■ **Required action**
Exactness is required. Restate every entry as written.

■ **Provided records**

// src/config/store.rs

//! Configuration collaborator: where rules come from and where enable/path
//! changes made by the core are written back.

use std::path::{Path, PathBuf};
use std::sync::atomic::{AtomicBool, Ordering};
use std::sync::{Arc, Mutex};

use anyhow::Context;
use tracing::debug;

use crate::config::loader::parse_str;
use crate::config::model::{ConfigFile, RawConfigFile, RuleConfig};
use crate::errors::{ConfigurationPersistError, Result};
use crate::fs::FileSystem;
use crate::types::Rule;

pub trait ConfigStore: Send {
    /// All rules, enabled or not, in priority order.
    fn load_rules(&self) -> Result<Vec<Rule>>;

    /// Persist one rule's current state (matched by id).
    fn update_rule(&mut self, rule: &Rule) -> std::result::Result<(), ConfigurationPersistError>;

    /// Replace the whole rule list.
    fn save_rules(&mut self, rules: &[Rule]) -> std::result::Result<(), ConfigurationPersistError>;
}

/// Rule store backed by the TOML rule file. Writes keep the `[monitor]`
/// section as it is on disk.
#[derive(Debug)]
pub struct TomlConfigStore {
    path: PathBuf,
    fs: Arc<dyn FileSystem>,
}

impl TomlConfigStore {
    pub fn new(path: impl Into<PathBuf>, fs: Arc<dyn FileSystem>) -> Self {
        Self {
            path: path.into(),
            fs,
        }
    }

    pub fn path(&self) -> &Path {
        &self.path
    }

    fn load_raw(&self) -> Result<RawConfigFile> {
        let contents = self.fs.read_to_string(&self.path)?;
        parse_str(&contents)
    }

    /// Load and validate the whole file, including `[monitor]`.
    pub fn load_config(&self) -> Result<ConfigFile> {
        ConfigFile::try_from(self.load_raw()?)
    }

    fn write_raw(&self, raw: &RawConfigFile) -> std::result::Result<(), ConfigurationPersistError> {
        let text = toml::to_string_pretty(raw)
            .map_err(|e| ConfigurationPersistError(format!("serializing rules: {e}")))?;
        self.fs
            .write(&self.path, text.as_bytes())
            .with_context(|| format!("writing rule file {:?}", self.path))?;
        debug!(path = ?self.path, "rule file written");
        Ok(())
    }
}

impl ConfigStore for TomlConfigStore {
    fn load_rules(&self) -> Result<Vec<Rule>> {
        Ok(self.load_config()?.into_rules())
    }

    fn update_rule(&mut self, rule: &Rule) -> std::result::Result<(), ConfigurationPersistError> {
        let mut raw = self
            .load_raw()
            .map_err(|e| ConfigurationPersistError(format!("reading rule file: {e}")))?;
        let slot = raw
            .rule
            .iter_mut()
            .find(|r| r.id == rule.id)
            .ok_or_else(|| ConfigurationPersistError(format!("unknown rule id '{}'", rule.id)))?;
        *slot = RuleConfig::from(rule);
        self.write_raw(&raw)
    }

    fn save_rules(&mut self, rules: &[Rule]) -> std::result::Result<(), ConfigurationPersistError> {
        let mut raw = if self.fs.exists(&self.path) {
            self.load_raw()
                .map_err(|e| ConfigurationPersistError(format!("reading rule file: {e}")))?
        } else {
            RawConfigFile::default()
        };
        raw.rule = rules.iter().map(RuleConfig::from).collect();
        self.write_raw(&raw)
    }
}

/// In-memory rule store. Clones share state, so a test can keep a handle
/// after moving one into the coordinator.
#[derive(Debug, Clone, Default)]
pub struct MemoryConfigStore {
    rules: Arc<Mutex<Vec<Rule>>>,
    fail_writes: Arc<AtomicBool>,
    writes: Arc<Mutex<usize>>,
}

impl MemoryConfigStore {
    pub fn new(rules: Vec<Rule>) -> Self {
        Self {
            rules: Arc::new(Mutex::new(rules)),
            ..Self::default()
        }
    }

    pub fn rules(&self) -> Vec<Rule> {
        self.rules.lock().unwrap_or_else(|p| p.into_inner()).clone()
    }

    pub fn rule(&self, id: &str) -> Option<Rule> {
        self.rules().into_iter().find(|r| r.id == id)
    }

    /// Replace the stored rules, as a user editing the configuration would.
    pub fn set_rules(&self, rules: Vec<Rule>) {
        *self.rules.lock().unwrap_or_else(|p| p.into_inner()) = rules;
    }

    pub fn set_fail_writes(&self, fail: bool) {
        self.fail_writes.store(fail, Ordering::SeqCst);
    }

    pub fn write_count(&self) -> usize {
        *self.writes.lock().unwrap_or_else(|p| p.into_inner())
    }

    fn check_writable(&self) -> std::result::Result<(), ConfigurationPersistError> {
        if self.fail_writes.load(Ordering::SeqCst) {
            return Err(ConfigurationPersistError("store is read-only".to_string()));
        }
        *self.writes.lock().unwrap_or_else(|p| p.into_inner()) += 1;
        Ok(())
    }
}

impl ConfigStore for MemoryConfigStore {
    fn load_rules(&self) -> Result<Vec<Rule>> {
        Ok(self.rules())
    }

    fn update_rule(&mut self, rule: &Rule) -> std::result::Result<(), ConfigurationPersistError> {
        self.check_writable()?;
        let mut rules = self.rules.lock().unwrap_or_else(|p| p.into_inner());
        let slot = rules
            .iter_mut()
            .find(|r| r.id == rule.id)
            .ok_or_else(|| ConfigurationPersistError(format!("unknown rule id '{}'", rule.id)))?;
        *slot = rule.clone();
        Ok(())
    }

    fn save_rules(&mut self, rules: &[Rule]) -> std::result::Result<(), ConfigurationPersistError> {
        self.check_writable()?;
        *self.rules.lock().unwrap_or_else(|p| p.into_inner()) = rules.to_vec();
        Ok(())
    }
}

■ **Completed task**
// src/config/store.rs

//! Configuration collaborator: where rules come from and where enable/path
//! changes made by the core are written back.

use std::path::{Path, PathBuf};
use std::sync::atomic::{AtomicBool, Ordering};
use std::sync::{Arc, Mutex};

use anyhow::Context;
use tracing::debug;

use crate::config::loader::parse_str;
use crate::config::model::{ConfigFile, RawConfigFile, RuleConfig};
use crate::errors::{ConfigurationPersistError, Result};
use crate::fs::FileSystem;
use crate::types::Rule;

pub trait ConfigStore: Send {
    /// All rules, enabled or not, in priority order.
    fn load_rules(&self) -> Result<Vec<Rule>>;

    /// Persist one rule's current state (matched by id).
    fn update_rule(&mut self, rule: &Rule) -> std::result::Result<(), ConfigurationPersistError>;

    /// Replace the whole rule list.
    fn save_rules(&mut self, rules: &[Rule]) -> std::result::Result<(), ConfigurationPersistError>;
}

/// Rule store backed by the TOML rule file. Writes keep the `[monitor]`
/// section as it is on disk.
#[derive(Debug)]
pub struct TomlConfigStore {
    path: PathBuf,
    fs: Arc<dyn FileSystem>,
}

impl TomlConfigStore {
    pub fn new(path: impl Into<PathBuf>, fs: Arc<dyn FileSystem>) -> Self {
        Self {
            path: path.into(),
            fs,
        }
    }

    pub fn path(&self) -> &Path {
        &self.path
    }

    fn load_raw(&self) -> Result<RawConfigFile> {
        let contents = self.fs.read_to_string(&self.path)?;
        parse_str(&contents)
    }

    /// Load and validate the whole file, including `[monitor]`.
    pub fn load_config(&self) -> Result<ConfigFile> {
        ConfigFile::try_from(self.load_raw()?)
    }

    fn write_raw(&self, raw: &RawConfigFile) -> std::result::Result<(), ConfigurationPersistError> {
        let text = toml::to_string_pretty(raw)
            .map_err(|e| ConfigurationPersistError(format!("serializing rules: {e}")))?;
        self.fs
            .write(&self.path, text.as_bytes())
            .with_context(|| format!("writing rule file {:?}", self.path))?;
        debug!(path = ?self.path, "rule file written");
        Ok(())
    }
}

impl ConfigStore for TomlConfigStore {
    fn load_rules(&self) -> Result<Vec<Rule>> {
        Ok(self.load_config()?.into_rules())
    }

    fn update_rule(&mut self, rule: &Rule) -> std::result::Result<(), ConfigurationPersistError> {
        let mut raw = self
            .load_raw()
            .map_err(|e| ConfigurationPersistError(format!("reading rule file: {e}")))?;
        let slot = raw
            .rule
            .iter_mut()
            .find(|r| r.id == rule.id)
            .ok_or_else(|| ConfigurationPersistError(format!("unknown rule id '{}'", rule.id)))?;
        *slot = RuleConfig::from(rule);
        self.write_raw(&raw)
    }

    fn save_rules(&mut self, rules: &[Rule]) -> std::result::Result<(), ConfigurationPersistError> {
        let mut raw = if self.fs.exists(&self.path) {
            self.load_raw()
                .map_err(|e| ConfigurationPersistError(format!("reading rule file: {e}")))?
        } else {
            RawConfigFile::default()
        };
        raw.rule = rules.iter().map(RuleConfig::from).collect();
        self.write_raw(&raw)
    }
}

/// In-memory rule store. Clones share state, so a test can keep a handle
/// after moving one into the coordinator.
#[derive(Debug, Clone, Default)]
pub struct MemoryConfigStore {
    rules: Arc<Mutex<Vec<Rule>>>,
    fail_writes: Arc<AtomicBool>,
    writes: Arc<Mutex<usize>>,
}

impl MemoryConfigStore {
    pub fn new(rules: Vec<Rule>) -> Self {
        Self {
            rules: Arc::new(Mutex::new(rules)),
            ..Self::default()
        }
    }

    pub fn rules(&self) -> Vec<Rule> {
        self.rules.lock().unwrap_or_else(|p| p.into_inner()).clone()
    }

    pub fn rule(&self, id: &str) -> Option<Rule> {
        self.rules().into_iter().find(|r| r.id == id)
    }

    /// Replace the stored rules, as a user editing the configuration would.
    pub fn set_rules(&self, rules: Vec<Rule>) {
        *self.rules.lock().unwrap_or_else(|p| p.into_inner()) = rules;
    }

    pub fn set_fail_writes(&self, fail: bool) {
        self.fail_writes.store(fail, Ordering::SeqCst);
    }

    pub fn write_count(&self) -> usize {
        *self.writes.lock().unwrap_or_else(|p| p.into_inner())
    }

    fn check_writable(&self) -> std::result::Result<(), ConfigurationPersistError> {
        if self.fail_writes.load(Ordering::SeqCst) {
            return Err(ConfigurationPersistError("store is read-only".to_string()));
        }
        *self.writes.lock().unwrap_or_else(|p| p.into_inner()) += 1;
        Ok(())
    }
}

impl ConfigStore for MemoryConfigStore {
    fn load_rules(&self) -> Result<Vec<Rule>> {
        Ok(self.rules())
    }

    fn update_rule(&mut self, rule: &Rule) -> std::result::Result<(), ConfigurationPersistError> {
        self.check_writable()?;
        let mut rules = self.rules.lock().unwrap_or_else(|p| p.into_inner());
        let slot = rules
            .iter_mut()
            .find(|r| r.id == rule.id)
            .ok_or_else(|| ConfigurationPersistError(format!("unknown rule id '{}'", rule.id)))?;
        *slot = rule.clone();
        Ok(())
    }

    fn save_rules(&mut self, rules: &[Rule]) -> std::result::Result<(), ConfigurationPersistError> {
        self.check_writable()?;
        *self.rules.lock().unwrap_or_else(|p| p.into_inner()) = rules.to_vec();
        Ok(())
    }
}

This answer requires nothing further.